Cash East heads back to the skiff to grab lunch and a beer on an empty shoreline in Quebec’s Chaleur Bay. Photo: Joe Klementovich

Travel

BREAKING THE RULES ON THE GASPÉ PENINSULA

“Real people eat seafood cold.”

Thus spake André-Philippe Losier. A.P., as he’s known, a philosophically minded salmon and striper guide based out of Cascapedia-Saint-Jules, Quebec, was in the middle of transferring several crisply orange lobster from a bayou burner to an ice-water-filled Yeti. The lobsters had winced as A.P. lowered them, one by one, into the cook pot. They may have even screamed, though something about that word seems hyperbolic, inappropriate. Can a lobster scream? Can a salmon? Or a striper? In any case, they certainly winced, though I doubt A.P. noticed. He was already salivating, picturing them on a plate as he pulled back the shell and slipped the meat free, vocally masticating every rich, tender morsel right down to the contents of the head—all of which he would do later that evening.

I’d asked him why we were eating the lobster cold instead of hot, straight from the pot. I may as well have asked why grass was green. Though we eat plenty of crustacean cold back home in Washington state, if we’ve gone to the trouble of boiling some Dungeness, we skip the ice bath and eat it hot, typically with ramekins of butter, bibs around our necks if we’re feeling inspired.

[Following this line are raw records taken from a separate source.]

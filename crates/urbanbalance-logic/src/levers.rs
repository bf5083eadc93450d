//! Policy levers for the what-if simulator.
//!
//! Each lever is an adoption percentage in [0, 100]. The baseline values
//! describe the city as it is today; the simulator only responds to the
//! distance of a lever from its baseline.

use serde::{Deserialize, Serialize};

/// Baseline lever values, in percent.
pub mod baseline {
    pub const GREEN_COVER_TARGET: f32 = 35.0;
    pub const SOLAR_ADOPTION: f32 = 20.0;
    pub const PUBLIC_TRANSPORT_USAGE: f32 = 40.0;
    pub const WASTE_RECYCLING_RATE: f32 = 30.0;
    pub const WATER_CONSERVATION_RATE: f32 = 45.0;
}

/// One of the five policy levers.
#[derive(Debug, Clone, Copy, PartialEq, Eq, Hash, Serialize, Deserialize)]
#[serde(rename_all = "snake_case")]
pub enum Lever {
    GreenCoverTarget,
    SolarAdoption,
    PublicTransportUsage,
    WasteRecyclingRate,
    WaterConservationRate,
}

impl Lever {
    pub const ALL: [Lever; 5] = [
        Lever::GreenCoverTarget,
        Lever::SolarAdoption,
        Lever::PublicTransportUsage,
        Lever::WasteRecyclingRate,
        Lever::WaterConservationRate,
    ];

    pub fn baseline(self) -> f32 {
        match self {
            Lever::GreenCoverTarget => baseline::GREEN_COVER_TARGET,
            Lever::SolarAdoption => baseline::SOLAR_ADOPTION,
            Lever::PublicTransportUsage => baseline::PUBLIC_TRANSPORT_USAGE,
            Lever::WasteRecyclingRate => baseline::WASTE_RECYCLING_RATE,
            Lever::WaterConservationRate => baseline::WATER_CONSERVATION_RATE,
        }
    }

    pub fn label(self) -> &'static str {
        match self {
            Lever::GreenCoverTarget => "Green Cover Target",
            Lever::SolarAdoption => "Solar Adoption",
            Lever::PublicTransportUsage => "Public Transport Usage",
            Lever::WasteRecyclingRate => "Waste Recycling Rate",
            Lever::WaterConservationRate => "Water Conservation Rate",
        }
    }
}

/// The five lever positions driving a simulation.
#[derive(Debug, Clone, Copy, PartialEq, Serialize, Deserialize)]
#[serde(rename_all = "camelCase")]
pub struct SimulationLevers {
    pub green_cover_target: f32,
    pub solar_adoption: f32,
    pub public_transport_usage: f32,
    pub waste_recycling_rate: f32,
    pub water_conservation_rate: f32,
}

impl Default for SimulationLevers {
    fn default() -> Self {
        Self::baseline()
    }
}

impl SimulationLevers {
    /// Levers at today's values. Produces zero deltas.
    pub fn baseline() -> Self {
        Self {
            green_cover_target: baseline::GREEN_COVER_TARGET,
            solar_adoption: baseline::SOLAR_ADOPTION,
            public_transport_usage: baseline::PUBLIC_TRANSPORT_USAGE,
            waste_recycling_rate: baseline::WASTE_RECYCLING_RATE,
            water_conservation_rate: baseline::WATER_CONSERVATION_RATE,
        }
    }

    /// The "after suggested actions" plan: every lever pushed to an
    /// ambitious but reachable level.
    pub fn suggested_plan() -> Self {
        Self {
            green_cover_target: 60.0,
            solar_adoption: 50.0,
            public_transport_usage: 65.0,
            waste_recycling_rate: 60.0,
            water_conservation_rate: 70.0,
        }
    }

    /// Every lever set to the same value.
    pub fn uniform(value: f32) -> Self {
        Self {
            green_cover_target: value,
            solar_adoption: value,
            public_transport_usage: value,
            waste_recycling_rate: value,
            water_conservation_rate: value,
        }
    }

    pub fn get(&self, lever: Lever) -> f32 {
        match lever {
            Lever::GreenCoverTarget => self.green_cover_target,
            Lever::SolarAdoption => self.solar_adoption,
            Lever::PublicTransportUsage => self.public_transport_usage,
            Lever::WasteRecyclingRate => self.waste_recycling_rate,
            Lever::WaterConservationRate => self.water_conservation_rate,
        }
    }

    pub fn set(&mut self, lever: Lever, value: f32) {
        match lever {
            Lever::GreenCoverTarget => self.green_cover_target = value,
            Lever::SolarAdoption => self.solar_adoption = value,
            Lever::PublicTransportUsage => self.public_transport_usage = value,
            Lever::WasteRecyclingRate => self.waste_recycling_rate = value,
            Lever::WaterConservationRate => self.water_conservation_rate = value,
        }
    }

    /// Lever value clamped to [0, 100]; non-finite values fall back to the
    /// lever's baseline.
    pub fn effective(&self, lever: Lever) -> f32 {
        let v = self.get(lever);
        if v.is_finite() {
            v.clamp(0.0, 100.0)
        } else {
            lever.baseline()
        }
    }

    /// Signed distance of a lever from its baseline, in percentage points.
    pub fn offset(&self, lever: Lever) -> f32 {
        self.effective(lever) - lever.baseline()
    }

    pub fn is_baseline(&self) -> bool {
        Lever::ALL.iter().all(|&l| self.offset(l) == 0.0)
    }
}

/// A recommended action and the lever it moves.
#[derive(Debug, Clone, Copy, PartialEq, Eq)]
pub struct SuggestedAction {
    pub title: &'static str,
    pub description: &'static str,
    pub lever: Lever,
}

/// Actions recommended alongside [`SimulationLevers::suggested_plan`].
pub fn suggested_actions() -> &'static [SuggestedAction] {
    &[
        SuggestedAction {
            title: "Plant More Trees",
            description: "Increase green cover to cool streets and filter air",
            lever: Lever::GreenCoverTarget,
        },
        SuggestedAction {
            title: "Adopt Rooftop Solar",
            description: "Reduce carbon footprint by 20-30%",
            lever: Lever::SolarAdoption,
        },
        SuggestedAction {
            title: "Improve Public Transport",
            description: "Reduce air pollution significantly",
            lever: Lever::PublicTransportUsage,
        },
        SuggestedAction {
            title: "Expand Recycling",
            description: "Cut landfill emissions and protect waterways",
            lever: Lever::WasteRecyclingRate,
        },
        SuggestedAction {
            title: "Conserve Water",
            description: "Keep rivers and reservoirs cleaner",
            lever: Lever::WaterConservationRate,
        },
    ]
}

#[cfg(test)]
mod tests {
    use super::*;

    #[test]
    fn test_default_is_baseline() {
        let l = SimulationLevers::default();
        assert_eq!(l.green_cover_target, 35.0);
        assert_eq!(l.solar_adoption, 20.0);
        assert_eq!(l.public_transport_usage, 40.0);
        assert_eq!(l.waste_recycling_rate, 30.0);
        assert_eq!(l.water_conservation_rate, 45.0);
        assert!(l.is_baseline());
    }

    #[test]
    fn test_effective_clamps_and_rejects_nan() {
        let mut l = SimulationLevers::baseline();
        l.set(Lever::SolarAdoption, 180.0);
        l.set(Lever::PublicTransportUsage, -20.0);
        l.set(Lever::WasteRecyclingRate, f32::NAN);
        assert_eq!(l.effective(Lever::SolarAdoption), 100.0);
        assert_eq!(l.effective(Lever::PublicTransportUsage), 0.0);
        assert_eq!(l.effective(Lever::WasteRecyclingRate), 30.0);
        assert_eq!(l.offset(Lever::WasteRecyclingRate), 0.0);
    }

    #[test]
    fn test_offset_from_baseline() {
        let mut l = SimulationLevers::baseline();
        l.set(Lever::GreenCoverTarget, 80.0);
        assert_eq!(l.offset(Lever::GreenCoverTarget), 45.0);
        assert!(!l.is_baseline());
    }

    #[test]
    fn test_suggested_plan_raises_every_lever() {
        let plan = SimulationLevers::suggested_plan();
        for lever in Lever::ALL {
            assert!(plan.offset(lever) > 0.0, "{:?} should rise", lever);
        }
    }

    #[test]
    fn test_every_lever_has_a_suggested_action() {
        for lever in Lever::ALL {
            assert!(suggested_actions().iter().any(|a| a.lever == lever));
        }
    }
}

A.P. disabused me of this notion. I’d learned over the course of the past week that he—along with just about everyone else I’d met on the Gaspé—took his eating seriously. His social media is equal parts fishing, skiing and food, the digital footprint of an adventure-sports gourmand. Seafood should be eaten cold—raw if possible—because to eat it warm cut against the nature of the thing. It was never warm when it was alive, he seemed to imply, which was the state in which it should be approached on one’s plate. There was something of the purist in that viewpoint, and who was I to argue?